(TASK REQUIREMENTS) Filter the entries, keeping every line with the string "literal".

[Collected data entries]
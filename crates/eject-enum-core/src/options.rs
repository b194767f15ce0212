//! Options controlling one ejection run.

/// Indentation used for synthesized code and by the formatter.
#[derive(Clone, Copy, Debug, PartialEq, Eq)]
pub enum IndentStyle {
    Spaces(u8),
    Tabs,
}

impl IndentStyle {
    /// The text of one indentation level.
    pub fn unit(self) -> String {
        match self {
            IndentStyle::Spaces(width) => " ".repeat(width.max(1) as usize),
            IndentStyle::Tabs => "\t".to_string(),
        }
    }
}

impl Default for IndentStyle {
    fn default() -> Self {
        IndentStyle::Spaces(2)
    }
}

#[derive(Clone, Debug, PartialEq, Eq)]
pub struct EjectOptions {
    /// Annotate members initialized with a constant expression with the
    /// original expression as a trailing `//` comment.
    pub preserve_expr: bool,
    /// Overrides the indentation detected from each file.
    pub indent: Option<IndentStyle>,
}

impl Default for EjectOptions {
    fn default() -> Self {
        EjectOptions {
            preserve_expr: true,
            indent: None,
        }
    }
}
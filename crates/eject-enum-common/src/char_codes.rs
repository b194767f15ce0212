//! Character classification following the ECMAScript lexical grammar.

/// Line terminators: LF, CR, LS and PS.
#[inline]
pub fn is_line_break(ch: char) -> bool {
    matches!(ch, '\n' | '\r' | '\u{2028}' | '\u{2029}')
}

/// Whitespace that does not end a line.
#[inline]
pub fn is_white_space_single_line(ch: char) -> bool {
    matches!(
        ch,
        ' ' | '\t'
            | '\u{000B}'
            | '\u{000C}'
            | '\u{00A0}'
            | '\u{0085}'
            | '\u{1680}'
            | '\u{2000}'..='\u{200B}'
            | '\u{202F}'
            | '\u{205F}'
            | '\u{3000}'
            | '\u{FEFF}'
    )
}

#[inline]
pub fn is_white_space_like(ch: char) -> bool {
    is_white_space_single_line(ch) || is_line_break(ch)
}

#[inline]
pub fn is_identifier_start(ch: char) -> bool {
    ch.is_ascii_alphabetic() || ch == '_' || ch == '$' || (!ch.is_ascii() && ch.is_alphabetic())
}

#[inline]
pub fn is_identifier_part(ch: char) -> bool {
    ch.is_ascii_alphanumeric()
        || ch == '_'
        || ch == '$'
        || ch == '\u{200C}'
        || ch == '\u{200D}'
        || (!ch.is_ascii() && ch.is_alphanumeric())
}

/// Whether `text` is usable as a bare identifier name (keywords included,
/// since property names may be reserved words).
pub fn is_identifier_text(text: &str) -> bool {
    let mut chars = text.chars();
    match chars.next() {
        Some(first) if is_identifier_start(first) => chars.all(is_identifier_part),
        _ => false,
    }
}

/// Decode the char starting at byte offset `pos`.
#[inline]
pub fn char_at(text: &str, pos: usize) -> Option<char> {
    text.get(pos..).and_then(|rest| rest.chars().next())
}
//! Errors that abort processing of a file.
//!
//! Declarations that cannot be converted are not errors; they are reported
//! through the progress logger and left untouched.

use std::fmt;

use eject_enum_common::position::LineMap;
use eject_enum_parser::ParseDiagnostic;

/// A parse diagnostic located by 1-based line and column.
#[derive(Clone, Debug, PartialEq, Eq)]
pub struct SyntaxDiagnostic {
    pub line: u32,
    pub column: u32,
    pub code: u32,
    pub message: String,
}

impl fmt::Display for SyntaxDiagnostic {
    fn fmt(&self, f: &mut fmt::Formatter<'_>) -> fmt::Result {
        write!(
            f,
            "{}:{} - error TS{}: {}",
            self.line, self.column, self.code, self.message
        )
    }
}

#[derive(Clone, Debug, PartialEq, Eq)]
pub enum EjectError {
    /// The file could not be parsed structurally.
    Syntax {
        file: String,
        diagnostics: Vec<SyntaxDiagnostic>,
    },
    /// Reformatting the rewritten file produced text that no longer scans.
    Format { file: String, message: String },
    /// A resolved member value has no literal form.
    UnsupportedValue {
        file: String,
        enum_name: String,
        member: String,
    },
}

impl EjectError {
    pub(crate) fn syntax(file: &str, text: &str, diagnostics: &[ParseDiagnostic]) -> EjectError {
        let line_map = LineMap::build(text);
        let diagnostics = diagnostics
            .iter()
            .map(|diagnostic| {
                let position = line_map.offset_to_position(diagnostic.start);
                SyntaxDiagnostic {
                    line: position.line + 1,
                    column: position.character + 1,
                    code: diagnostic.code,
                    message: diagnostic.message.clone(),
                }
            })
            .collect();
        EjectError::Syntax {
            file: file.to_string(),
            diagnostics,
        }
    }

    pub fn file(&self) -> &str {
        match self {
            EjectError::Syntax { file, .. }
            | EjectError::Format { file, .. }
            | EjectError::UnsupportedValue { file, .. } => file,
        }
    }
}

impl fmt::Display for EjectError {
    fn fmt(&self, f: &mut fmt::Formatter<'_>) -> fmt::Result {
        match self {
            EjectError::Syntax { file, diagnostics } => {
                write!(f, "failed to parse {file}")?;
                for diagnostic in diagnostics {
                    write!(f, "\n  {file}:{diagnostic}")?;
                }
                Ok(())
            }
            EjectError::Format { file, message } => {
                write!(f, "failed to format {file}: {message}")
            }
            EjectError::UnsupportedValue {
                file,
                enum_name,
                member,
            } => write!(
                f,
                "{file} > {enum_name}: member {member} has a value with no literal form"
            ),
        }
    }
}

impl std::error::Error for EjectError {}
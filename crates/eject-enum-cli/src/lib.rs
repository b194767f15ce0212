//! Command-line driver for the enum ejection engine.
//!
//! Resolves the files to process from tsconfig projects or include/exclude
//! paths, runs the engine over each, and writes changed files back once
//! every file has been processed.

pub mod args;
pub mod config;
pub mod fs;
pub mod reporter;
pub mod run;
pub mod target;
pub mod tracing_config;

#[cfg(test)]
#[path = "tests/args_tests.rs"]
mod args_tests;
#[cfg(test)]
#[path = "tests/config_tests.rs"]
mod config_tests;
#[cfg(test)]
#[path = "tests/fs_tests.rs"]
mod fs_tests;
#[cfg(test)]
#[path = "tests/reporter_tests.rs"]
mod reporter_tests;
#[cfg(test)]
#[path = "tests/target_tests.rs"]
mod target_tests;
#[cfg(test)]
#[path = "tests/tracing_config_tests.rs"]
mod tracing_config_tests;
use eject_enum_parser::parser::SynthesizedData;
use eject_enum_parser::{Node, NodeIndex, ParserState, TextSpan, print_source_file};

fn round_trip(file_name: &str, source: &str) -> String {
    let mut parser = ParserState::new(file_name.to_string(), source.to_string());
    let root = parser.parse_source_file();
    assert!(
        parser.get_diagnostics().is_empty(),
        "unexpected diagnostics: {:?}",
        parser.get_diagnostics()
    );
    print_source_file(parser.get_arena(), root)
}

#[test]
fn untouched_tree_prints_source_verbatim() {
    let sources = [
        "",
        "\n\n",
        "// only a comment",
        "#!/usr/bin/env node\nconsole.log(1)\n",
        "export enum YesNo {\n  /** No */\n  No, // zero\n  Yes = 1 << 2,\n}\n\n// tail\n",
        "function f() {\r\n  enum E { A }\r\n  return E.A;\r\n}\r\n",
        "namespace N {\n  export namespace M {\n    const enum K { A = 'a' }\n  }\n}\n",
        "switch (k) {\n  case 1:\n    enum A { X }\n  // dangling\n  default: {\n  }\n}\n",
        "class C<T> extends B<T> implements I {\n  @dec() field: E.A = E.A;\n  static { enum S { Q } }\n}\n",
        "const t = `a${b}c${`nested ${d}`}`;\nconst r = /[/]{2}/u;\n",
        "label: for (const x of xs) if (x) continue label; else break\n",
        "\u{FEFF}enum Bom { A }\n",
    ];
    for source in sources {
        assert_eq!(round_trip("input.ts", source), source);
    }
}

#[test]
fn untouched_tsx_prints_verbatim() {
    let source = "export const View = () => (\n  <div className=\"x\">\n    {items.map((i) => <Item key={i} />)}\n  </div>\n);\nenum E { A }\n";
    assert_eq!(round_trip("view.tsx", source), source);
}

#[test]
fn replaced_type_site_prints_synthesized_text() {
    let source = "interface I {\n  kind: E.A;\n}\n";
    let mut parser = ParserState::new("input.ts".to_string(), source.to_string());
    let root = parser.parse_source_file();
    let mut arena = parser.into_arena();
    let site = arena.get_source_file(root).unwrap().type_sites[0];
    let (pos, end) = {
        let data = arena.get_type_site(site).unwrap();
        (data.pos, data.end)
    };
    arena.replace(
        site,
        Node::Synthesized(SynthesizedData {
            pos,
            end,
            detached: TextSpan::empty_at(pos),
            carried: TextSpan::empty_at(pos),
            leading: String::new(),
            text: "typeof E.A".to_string(),
        }),
    );
    assert_eq!(
        print_source_file(&arena, root),
        "interface I {\n  kind: typeof E.A;\n}\n"
    );
}

#[test]
fn spliced_statements_print_in_place_of_the_original() {
    let source = "const a = 1;\n/** doc */\nenum E { A }\nconst b = 2;\n";
    let mut parser = ParserState::new("input.ts".to_string(), source.to_string());
    let root = parser.parse_source_file();
    let mut arena = parser.into_arena();
    let file_scope = arena.get_source_file(root).unwrap().scope;
    let enum_index = arena.get_source_file(root).unwrap().enums[0];
    let (pos, start, end) = {
        let data = arena.get_enum(enum_index).unwrap();
        (data.pos, data.start, data.end)
    };
    let doc_start = source.find("/**").unwrap() as u32;

    let constant = arena.add(Node::Synthesized(SynthesizedData {
        pos,
        end,
        detached: TextSpan::new(pos, doc_start),
        carried: TextSpan::new(doc_start, start),
        leading: String::new(),
        text: "const E = { A: 0 } as const;".to_string(),
    }));
    let alias = arena.add(Node::Synthesized(SynthesizedData {
        pos: end,
        end,
        detached: TextSpan::empty_at(end),
        carried: TextSpan::empty_at(end),
        leading: "\n\n".to_string(),
        text: "type E = (typeof E)[keyof typeof E];".to_string(),
    }));
    let index = arena
        .get_scope(file_scope)
        .unwrap()
        .statements
        .iter()
        .position(|&s| s == enum_index)
        .unwrap();
    assert!(arena.splice_statements(file_scope, index, 1, &[constant, alias]));
    assert!(!arena.splice_statements(file_scope, 10, 1, &[]));
    assert!(!arena.splice_statements(NodeIndex::NONE, 0, 0, &[]));

    assert_eq!(
        print_source_file(&arena, root),
        "const a = 1;\n/** doc */\nconst E = { A: 0 } as const;\n\ntype E = (typeof E)[keyof typeof E];\nconst b = 2;\n"
    );
}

(EXERCISE ANSWER)
    /// A resolved member value has no literal form.
                "{file} > {enum_name}: member {member} has a value with no literal form"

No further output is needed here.